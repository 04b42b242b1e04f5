// csvstrip-core/src/headless.rs
// File: csvstrip-core/src/headless.rs

//! `headless.rs`
//! Convenience wrappers for one-shot transcoding without wiring a sink.

use crate::config::TranscodeOptions;
use crate::redacted_field::RedactedField;
use crate::scanner::{Transcoded, Transcoder};
use crate::sink::{MemorySink, NullSink};

/// Escapes `input`, discarding any redacted fields.
///
/// # Arguments
///
/// * `input` - The raw CSV bytes.
/// * `options` - Which field to redact and how records are keyed.
pub fn headless_transcode(input: &[u8], options: TranscodeOptions) -> Transcoded {
    Transcoder::new(options).transcode(input, &mut NullSink)
}

/// Escapes `input` and returns the redacted fields collected in memory.
pub fn headless_transcode_collect(input: &[u8], options: TranscodeOptions) -> (Transcoded, Vec<RedactedField>) {
    let mut sink = MemorySink::new();
    let transcoded = Transcoder::new(options).transcode(input, &mut sink);
    (transcoded, sink.into_fields())
}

#### [EXERCISE REQUIREMENTS]
The required output is an exact retyping of the lines from the one that contains "collected in memory." through the last line of the material above.

#### [RESULT BELOW]
/// Escapes `input` and returns the redacted fields collected in memory.
pub fn headless_transcode_collect(input: &[u8], options: TranscodeOptions) -> (Transcoded, Vec<RedactedField>) {
    let mut sink = MemorySink::new();
    let transcoded = Transcoder::new(options).transcode(input, &mut sink);
    (transcoded, sink.into_fields())
}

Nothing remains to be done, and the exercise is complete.